Choosing the Optimal Model

Full model: the model includes every predictor.
Subset model: the model with one or more predictors missing
Choose the best subset model (or full model)
Two approaches
- We can indirectly estimate test error by making an adjustment to the training error to account for the bias due to overfitting.
- We can directly estimate the test error, using either a validation set approach or a cross-validation approach, as discussed in previous lectures.

Model Selection Criteria

The idea is to use some sort of criterion which provides a measure of the overall quality of a model. Sush a criterion must pubish models that are overly simple, as well as enforce parsimony and punish models that are overly complex.

Mallows' \(C_p\)

For a fitted least squares model containing d predictors, \(C_p = \frac{1}{n}(RSS+2 d \hat{\sigma}^2)\)

where n is the number of observations, \(\hat{\sigma}^2\) is an estimate of the variance of the error (from the full model).

It can be considered as the MSE + penalty(relative to d), so a small value indicates a low test error.

\(AIC = \frac{1}{n\hat{\sigma}^2}(RSS + 2d\hat{\sigma}^2)\)

For least squares models, \(C_p\) and AIC are equivalent, and they will give the same order. A small value indicates a low test error.

\(BIC = \frac{1}{n}(RSS+log(n)d\hat{\sigma}^2)\)

A small value indicates a low test error. Since \(log(n) > 2\) for any \(n>7\), the BIC statistic generally places a heavier penalty on models with many variables. Hence results in the selection of smaller models than \(C_p\)

Adjusted R^2

\(Adjusted R^2 = 1- \frac{RSS/(n-d-1)}{TSS/(n-1)}\)

A large value indicates a small test error.

Cross Validation approach

The cross-validation approach directly estimate of the test error.
We compute the validation set error or the cross-validation error for each model \(M_k\) under consideration, and select the k for which the resulting estimated test error is smallest.
Cross validation approach can be used in a wider range of model selection tasks (e.g. hard to estimate the error variance).

Subset Selection with R

# Best Subset Selection

library(ISLR)
data(Hitters)
names(Hitters)  ## predict a baseball player's Salary based on his performance in the previous year.
dim(Hitters)

## is.na() identify the missing observations
sum(is.na(Hitters$Salary))

## remove the rows that have missing values
Hitters=na.omit(Hitters)
dim(Hitters)
sum(is.na(Hitters))



### Use the regsubsets() function in leaps package

## Best Subset Selection
library(leaps)
regfit.full=regsubsets(Salary~.,Hitters)

## to get details of the results, use summary()
summary(regfit.full)

# some useful options:
# nvmax : maximum size of subsets to examine (default is 8)
# nbest : number of subsets of each size to record (default is 1)
# method : exhaustive (default), which is the best subset approach
# force.in : specify one or more variables to be included in all models
# force.out : specify one or more variables to be excluded in all models


plot(regfit.full) ## each row represents a model. shaded means the variables are included in the model.

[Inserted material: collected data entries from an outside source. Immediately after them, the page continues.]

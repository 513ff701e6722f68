//! # Timeline 模块
//!
//! 单个标量从 `from` 到 `to` 在 `duration` 毫秒内变化的时间轴。
//!
//! 时长与延迟均以**毫秒**计（与配置层的 `slide_speed`/`gap` 同单位）。
//! 可选的启动延迟 `delay` 是滑块 `gap` 和特效 `wait` 的底层实现。

use super::Easing;

/// 时间轴状态
#[derive(Debug, Clone, Copy, PartialEq, Eq, Default)]
pub enum TimelineState {
    /// 等待开始（延迟期）
    #[default]
    Pending,
    /// 正在播放
    Playing,
    /// 已完成
    Completed,
    /// 已跳过
    Skipped,
}

impl TimelineState {
    /// 是否为活跃状态（需要更新）
    pub fn is_active(&self) -> bool {
        matches!(self, Self::Pending | Self::Playing)
    }

    /// 是否已结束
    pub fn is_finished(&self) -> bool {
        matches!(self, Self::Completed | Self::Skipped)
    }
}

/// 标量时间轴
#[derive(Debug, Clone)]
pub struct Timeline {
    /// 起始值
    pub from: f32,
    /// 目标值
    pub to: f32,
    /// 动画时长（毫秒）
    pub duration: f32,
    /// 延迟启动（毫秒）
    pub delay: f32,
    /// 缓动函数
    pub easing: Easing,
    /// 当前状态
    pub state: TimelineState,
    /// 当前进度（0.0 - 1.0，已应用缓动）
    pub progress: f32,
    elapsed: f32,
}

impl Timeline {
    /// 创建新的时间轴；时长为 0 时立即完成
    pub fn new(from: f32, to: f32, duration: f32) -> Self {
        let state = if duration <= 0.0 {
            TimelineState::Completed
        } else {
            TimelineState::Pending
        };

        Self {
            from,
            to,
            duration: duration.max(0.0),
            delay: 0.0,
            easing: Easing::default(),
            state,
            progress: if state == TimelineState::Completed { 1.0 } else { 0.0 },
            elapsed: 0.0,
        }
    }

    /// 设置缓动函数
    pub fn with_easing(mut self, easing: Easing) -> Self {
        self.easing = easing;
        self
    }

    /// 设置启动延迟
    pub fn with_delay(mut self, delay: f32) -> Self {
        self.delay = delay.max(0.0);
        if self.delay > 0.0 && self.state == TimelineState::Completed {
            // 零时长但带延迟：延迟结束后才算完成
            self.state = TimelineState::Pending;
            self.progress = 0.0;
        }
        self
    }

    /// 更新时间轴
    ///
    /// # 返回
    /// - `true`: 仍在进行中
    /// - `false`: 已结束
    pub fn update(&mut self, dt: f32) -> bool {
        match self.state {
            TimelineState::Pending => {
                self.elapsed += dt;
                if self.elapsed >= self.delay {
                    self.state = TimelineState::Playing;
                    let overshoot = self.elapsed - self.delay;
                    self.elapsed = overshoot;
                    self.update_playing(overshoot)
                } else {
                    true
                }
            }
            TimelineState::Playing => {
                self.elapsed += dt;
                self.update_playing(self.elapsed)
            }
            TimelineState::Completed | TimelineState::Skipped => false,
        }
    }

    fn update_playing(&mut self, elapsed: f32) -> bool {
        if self.duration <= 0.0 {
            self.progress = 1.0;
            self.state = TimelineState::Completed;
            return false;
        }

        let raw_progress = elapsed / self.duration;
        if raw_progress >= 1.0 {
            self.progress = 1.0;
            self.state = TimelineState::Completed;
            false
        } else {
            self.progress = self.easing.apply(raw_progress);
            true
        }
    }

    /// 跳到终点
    pub fn skip(&mut self) {
        if self.state.is_active() {
            self.progress = 1.0;
            self.state = TimelineState::Skipped;
        }
    }

    /// 当前插值
    pub fn value(&self) -> f32 {
        self.from + (self.to - self.from) * self.progress
    }

    /// 是否已结束
    pub fn is_finished(&self) -> bool {
        self.state.is_finished()
    }
}

#[cfg(test)]
mod tests {
    use super::*;

    #[test]
    fn test_timeline_lifecycle() {
        let mut tl = Timeline::new(0.0, 1.0, 1000.0).with_easing(Easing::Linear);
        assert_eq!(tl.state, TimelineState::Pending);

        assert!(tl.update(100.0));
        assert_eq!(tl.state, TimelineState::Playing);

        assert!(tl.update(400.0));
        let value = tl.value();
        assert!(value > 0.0 && value < 1.0);

        assert!(!tl.update(600.0));
        assert_eq!(tl.state, TimelineState::Completed);
        assert_eq!(tl.value(), 1.0);
    }

    #[test]
    fn test_zero_duration_completes_immediately() {
        let tl = Timeline::new(0.0, 1.0, 0.0);
        assert_eq!(tl.state, TimelineState::Completed);
        assert_eq!(tl.value(), 1.0);
    }

    #[test]
    fn test_delay_holds_pending_state() {
        let mut tl = Timeline::new(0.0, 1.0, 100.0).with_delay(50.0);

        assert!(tl.update(30.0));
        assert_eq!(tl.state, TimelineState::Pending);
        assert_eq!(tl.value(), 0.0);

        // 跨过延迟边界，多出的时间计入播放
        assert!(tl.update(70.0));
        assert_eq!(tl.state, TimelineState::Playing);
        assert!(tl.value() > 0.0);
    }

    #[test]
    fn test_zero_duration_with_delay_waits_out_the_delay() {
        let mut tl = Timeline::new(0.0, 1.0, 0.0).with_delay(40.0);
        assert!(tl.update(20.0));
        assert!(!tl.update(30.0));
        assert_eq!(tl.value(), 1.0);
    }

    #[test]
    fn test_skip_jumps_to_end() {
        let mut tl = Timeline::new(2.0, 6.0, 500.0);
        tl.update(50.0);
        tl.skip();
        assert_eq!(tl.state, TimelineState::Skipped);
        assert_eq!(tl.value(), 6.0);
        assert!(!tl.update(10.0));
    }
}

# option scale can change the default criterion statistic to Cp, r-squared adjusted r2 
plot(regfit.full, scale = "Cp")



regfit.full=regsubsets(Salary~. ,data= Hitters,nvmax=19)
reg.summary=summary(regfit.full)
# The included variables are indicated by asterisks in quotes, 
# can also be changed to logical values: summary(regfit.full,matrix.logical = TRUE)
reg.summary


names(reg.summary)
# summary(regfit) will return:
# which A logical matrix indicating which elements are in each model
# rsq       The r-squared for each model
# rss       Residual sum of squares for each model
# adjr2 Adjusted r-squared
# cp        Mallows' Cp
# bic       Bayes information criterion, BIC

reg.summary$which
reg.summary$rsq


### plot the selection criterion to decide which model to select

# par(mfrow=c(2,2))
plot(reg.summary$rss,xlab="Number of Variables",ylab="RSS",type="l")

### adjusted R^2, the larger the better
plot(reg.summary$adjr2,xlab="Number of Variables",ylab="Adjusted RSq",type="l")
which.max(reg.summary$adjr2)
points(11,reg.summary$adjr2[11], col="red",cex=2,pch=20)

### Cp, the smaller the better
plot(reg.summary$cp,xlab="Number of Variables",ylab="Cp",type='l')
which.min(reg.summary$cp)
points(10,reg.summary$cp[10],col="red",cex=2,pch=20)

### BIC, the smaller the better
plot(reg.summary$bic,xlab="Number of Variables",ylab="BIC",type='l')
which.min(reg.summary$bic)
points(6,reg.summary$bic[6],col="red",cex=2,pch=20)


### directly plot the regsubset object
## each row represents a model. shaded means the variables are included in the model. 
## Note that the axis is not quantitative but is ordered. The darkness of the shading simply represents the ordering of the criterion values.
plot(regfit.full)

# option scale can change the default criterion statistic to Cp, r-squared adjusted r2 ...
plot(regfit.full, scale = "Cp")
plot(regfit.full,scale="r2")
plot(regfit.full,scale="adjr2")
plot(regfit.full,scale="Cp")
plot(regfit.full,scale="bic")

## coef() returns the coefficients. id: choose which model (ordered as in the summary output) to return coefficients
coef(regfit.full,id = 6)
coef(regfit.full,id = which.max(reg.summary$adjr2))

# Forward and Backward Stepwise Selection
# use option method = "forward" or "backward"
regfit.fwd=regsubsets(Salary~.,data=Hitters,nvmax=19,method="forward")
summary(regfit.fwd)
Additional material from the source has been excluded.